Films made in the 2000s featuring the character of James Bond included Die Another Day, Casino Royale, and Quantum of Solace.

Die Another Day (2002)
Principal photography of Die Another Day began on 11 January 2002 at Pinewood studios. The film was shot primarily in the United Kingdom, Iceland, and Cádiz, Spain. Other locations included Pinewood Studios' historic 007 Stage, and scenes shot in Maui, Hawaii, in December 2001.
Laird Hamilton, Dave Kalama, and Darrick Doerner performed the pre-title surfing scene at the surf break known as Jaws in Peahi, Maui, while the shore shots were taken near Cádiz and Newquay, Cornwall. Scenes inside Graves' diamond mine were also filmed in Cornwall, at the Eden Project. The scenes involving the Cuban locations Havana and the fictional Isla Los Organos were filmed at La Caleta, Spain.

The scenes featuring Berry in a bikini were shot in Cádiz; the location was reportedly cold and windy, and footage has been released of Berry wrapped in thick towels between takes to avoid catching a chill. Berry was injured during filming when debris from a smoke grenade flew into her eye. The debris was removed in a 30-minute operation.

Gadgets and other props from every previous Bond film and stored in Eon Productions' archives appear in Q's warehouse in the London Underground. Examples include the jetpack in Thunderball and Rosa Klebb's poison-tipped shoe in From Russia with Love. Q mentions that the watch he issues Bond is "your 20th, I believe", a reference to Die Another Day being the 20th Eon-produced Bond film. In London, the Reform Club was used to shoot several places in the film, including the lobby at the Blades Club, MI6 Headquarters, Buckingham Palace, Green Park, and Westminster. Svalbard, Norway and Jökulsárlón, Iceland were used for the car chase on the ice with additional scenes filmed at Jostedalsbreen National Park, Norway and RAF Little Rissington, Gloucestershire.

The scene where Bond surfs the wave that Icarus created when Graves was trying to kill Bond was shot on the blue screen. The waves and all of the glaciers in the scene were digitally produced.

The hangar interior of the "US Air Base in South Korea", shown crowded with Chinook helicopters, was filmed at RAF Odiham in Hampshire, UK, as were the helicopter interior shots during the Switchblade sequence although this took place entirely on the ground with the sky background being added in post-production using blue screen techniques. Although in the plot the base is American, in reality all the aircraft and personnel in the shot are British. In the film, a Switchblade (one-man glider shaped like a fighter jet) is used by Bond and Jinx to enter North Korea undetected.
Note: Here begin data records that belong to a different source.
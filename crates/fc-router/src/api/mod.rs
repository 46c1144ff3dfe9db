//! FlowCatalyst Router HTTP API
//!
//! HTTP API endpoints for:
//! - Message publishing
//! - Health and monitoring
//! - Kubernetes probes (liveness/readiness)
//! - Warning management
//! - Pool statistics
//! - Circuit breaker management
//! - Standby/traffic status
//! - Test/seed endpoints (development)

use axum::{
    routing::{get, post, put, delete},
    extract::{Path, Query, State},
    response::{Html, IntoResponse, Response},
    http::{header, StatusCode},
    Json, Router,
};
use utoipa::{OpenApi, ToSchema};
use utoipa_swagger_ui::SwaggerUi;
use serde::{Deserialize, Serialize};
use std::sync::Arc;
use std::collections::HashMap;
use fc_queue::QueuePublisher;
use fc_common::{
    Message, MediationType, HealthStatus, HealthReport, PoolStats, PoolConfig,
    Warning, WarningSeverity, WarningCategory,
};
use crate::{
    QueueManager, WarningService, HealthService, QueueMetrics, InFlightMessageInfo,
    CircuitBreakerRegistry, CircuitBreakerState,
};
use uuid::Uuid;
use chrono::Utc;
use tracing::{debug, info, warn, error};

pub mod model;
pub mod auth;

use model::{PublishMessageRequest, PublishMessageResponse, PoolStatusResponse};
pub use auth::{AuthConfig, AuthMode, AuthState, OidcValidator, TokenClaims, auth_middleware, create_auth_state, is_public_path};

/// Application state shared across handlers
#[derive(Clone)]
pub struct AppState {
    pub publisher: Arc<dyn QueuePublisher>,
    pub queue_manager: Arc<QueueManager>,
    pub warning_service: Arc<WarningService>,
    pub health_service: Arc<HealthService>,
    pub circuit_breaker_registry: Arc<CircuitBreakerRegistry>,
    /// Standby configuration (optional)
    pub standby_enabled: bool,
    pub instance_id: String,
}

/// Simple health response for basic health check
#[derive(Serialize, ToSchema)]
pub struct SimpleHealthResponse {
    /// Health status: UP, DEGRADED
    pub status: String,
    /// Application version
    pub version: String,
}

/// Kubernetes probe response
#[derive(Serialize, ToSchema)]
pub struct ProbeResponse {
    /// Probe status: LIVE, READY, NOT_READY
    pub status: String,
}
The Switchblade was based on a workable model called "PHASST" (Programmable High Altitude Single Soldier Transport). Kinetic Aerospace Inc.'s lead designer, Jack McCornack was impressed by director Lee Tamahori's way of conducting the Switchblade scene and said, "It's brief, but realistic. The good guys get in unobserved, thanks to a fast cruise, good glide performance, and minimal radar signature. It's a wonderful promotion for the PHASST." Also, Graves' plane was a  model that was controlled by a computer. When the plane flew through the Icarus beam, engineers cut the plane away piece by piece so that it looked like it was burning and falling apart.

The sex scene between Bond and Jinx—the first time onscreen in the series in which Bond is depicted actually having sex as opposed to a post-coital scenario—had to be trimmed for the American market. An early cut of Die Another Day featured a brief moment—seven seconds in length—in which Jinx is heard moaning strongly. The MPAA ordered that the scene be trimmed so that Die Another Day could get the expected PG-13 rating. The scene was cut as requested, earning the film a PG-13 rating for "action violence and sexuality."

Casino Royale (2006)

Principal photography for Casino Royale commenced on 3 January 2006 and concluded on 20 July 2006. The film was primarily shot at Barrandov Studios in Prague, with additional location shooting in the Bahamas, Italy and the United Kingdom. The shoot concluded at Pinewood Studios.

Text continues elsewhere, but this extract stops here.